**The task**
Please return the lines of the data that contain "const".

**Information provided**
//! Order submission and confirmation scraping
//!
//! Submitting must succeed. Scraping the confirmation page never fails the
//! order: each field falls back to a fixed default when no rule matches.

use std::sync::LazyLock;

use regex::Regex;
use serde::{Deserialize, Serialize};

use crate::config::OrderConfig;
use crate::driver::{settle, wait_for_text, Driver};
use crate::error::{Error, Result};
use crate::locator::Locator;

pub const PLACE_ORDER_LABEL: &str = "Place Order";

/// Text that shows the order went through
pub const CONFIRMATION_MARKERS: &[&str] = &["Order Placed", "Order Confirmed"];

/// Reported when the confirmation page shows no recognizable order number
pub const ORDER_NUMBER_SENTINEL: &str = "PENDING";

/// Reported when the confirmation page shows no pickup estimate
pub const DEFAULT_PICKUP_ESTIMATE: &str = "20-30 minutes";

/// A named pattern whose first capture group is the extracted value
#[derive(Debug)]
pub struct ExtractionRule {
    pub name: &'static str,
    pattern: Regex,
}

impl ExtractionRule {
    fn new(name: &'static str, pattern: &str) -> Self {
        Self {
            name,
            pattern: Regex::new(pattern).expect("valid extraction pattern"),
        }
    }

    /// Trimmed first capture group, if the pattern matches
    pub fn capture(&self, text: &str) -> Option<String> {
        self.pattern
            .captures(text)
            .and_then(|caps| caps.get(1))
            .map(|m| m.as_str().trim().to_string())
            .filter(|s| !s.is_empty())
    }
}

pub static ORDER_NUMBER_RULES: LazyLock<Vec<ExtractionRule>> = LazyLock::new(|| {
    vec![
        ExtractionRule::new(
            "order-number-label",
            r"(?i)order\s*(?:number|no\.?|id)\s*[:#]?\s*#?\s*([a-z0-9-]*\d[a-z0-9-]*)",
        ),
        ExtractionRule::new("order-hash", r"(?i)order\s*#\s*([a-z0-9-]*\d[a-z0-9-]*)"),
        ExtractionRule::new(
            "confirmation-label",
            r"(?i)confirmation\s*(?:number|code|#)?\s*[:#]?\s*#?\s*([a-z0-9-]*\d[a-z0-9-]*)",
        ),
        ExtractionRule::new("bare-hash", r"#\s*(\d{3,})"),
    ]
});

pub static PICKUP_TIME_RULES: LazyLock<Vec<ExtractionRule>> = LazyLock::new(|| {
    vec![
        ExtractionRule::new(
            "ready-in",
            r"(?i)ready\s+(?:for\s+pick\s*up\s+)?in\s+(?:about\s+)?(\d+\s*(?:-|–|to)\s*\d+\s*min(?:ute)?s?|\d+\s*min(?:ute)?s?)",
        ),
        ExtractionRule::new(
            "ready-at",
            r"(?i)(?:ready|pick\s*up)\s+(?:time\s*:?\s*|at\s+|by\s+)(\d{1,2}:\d{2}\s*(?:[ap]\.?m\.?)?)",
        ),
        ExtractionRule::new(
            "minute-range",
            r"(?i)(\d+\s*(?:-|–|to)\s*\d+\s*min(?:ute)?s?)",
        ),
        ExtractionRule::new("clock-time", r"(?i)(\d{1,2}:\d{2}\s*[ap]\.?m\.?)"),
    ]
});

pub static TOTAL_RULES: LazyLock<Vec<ExtractionRule>> = LazyLock::new(|| {
    vec![
        ExtractionRule::new(
            "total-label",
            r"(?i)\b(?:order\s+)?total\s*:?\s*(\$\s?\d[\d,]*(?:\.\d{2})?)",
        ),
        ExtractionRule::new("amount", r"(\$\d[\d,]*\.\d{2})"),
    ]
});

/// First capture among `rules`, tried in order
pub fn first_match(rules: &[ExtractionRule], text: &str) -> Option<String> {
    rules.iter().find_map(|rule| {
        let value = rule.capture(text)?;
        tracing::debug!(rule = rule.name, value = %value, "extraction rule matched");
        Some(value)
    })
}

/// Fields scraped from the confirmation page
#[derive(Debug, Clone, PartialEq, Eq, Serialize, Deserialize)]
pub struct Confirmation {
    pub order_number: String,
    pub pickup_estimate: String,
    pub total: Option<String>,
}

impl Confirmation {
    /// Scrape confirmation text, substituting defaults for missing fields
    pub fn extract(text: &str) -> Self {
        let order_number = first_match(&ORDER_NUMBER_RULES, text).unwrap_or_else(|| {
            tracing::warn!("no order number on confirmation page");
            ORDER_NUMBER_SENTINEL.to_string()
        });
        let pickup_estimate = first_match(&PICKUP_TIME_RULES, text).unwrap_or_else(|| {
            tracing::warn!("no pickup estimate on confirmation page");
            DEFAULT_PICKUP_ESTIMATE.to_string()
        });
        let total = first_match(&TOTAL_RULES, text);
        if total.is_none() {
            tracing::warn!("no total on confirmation page");
        }

        Self {
            order_number,
            pickup_estimate,
            total,
        }
    }
}

/// Places the order and reads back the confirmation
pub struct Finalizer<'a> {
    driver: &'a dyn Driver,
    locator: &'a Locator,
    config: &'a OrderConfig,
}

impl<'a> Finalizer<'a> {
    pub fn new(driver: &'a dyn Driver, locator: &'a Locator, config: &'a OrderConfig) -> Self {
        Self {
            driver,
            locator,
            config,
        }
    }

    /// Click "Place Order" and wait for the confirmation marker
    pub async fn submit(&self) -> Result<()> {
        self.locator
            .activate(self.driver, PLACE_ORDER_LABEL)
            .await
            .map_err(|e| Error::OrderSubmissionFailed(format!("could not place order: {e}")))?;
        settle(self.config.settle_delay).await;

        let marker = wait_for_text(
            self.driver,
            CONFIRMATION_MARKERS,
            self.config.confirmation_timeout,
            self.config.poll_interval,
        )
        .await
        .map_err(|e| Error::OrderSubmissionFailed(format!("no confirmation: {e}")))?;

        tracing::info!(marker = %marker, "order confirmed");
        Ok(())
    }

    /// Scrape the confirmation page. Never fails.
    pub async fn extract(&self) -> Confirmation {
        let text = match self.driver.page_text().await {
            Ok(text) => text,
            Err(e) => {
                tracing::warn!(error = %e, "could not read confirmation page");
                String::new()
            }
        };
        Confirmation::extract(&text)
    }
}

**Completed task**
pub const PLACE_ORDER_LABEL: &str = "Place Order";
pub const CONFIRMATION_MARKERS: &[&str] = &["Order Placed", "Order Confirmed"];
pub const ORDER_NUMBER_SENTINEL: &str = "PENDING";
pub const DEFAULT_PICKUP_ESTIMATE: &str = "20-30 minutes";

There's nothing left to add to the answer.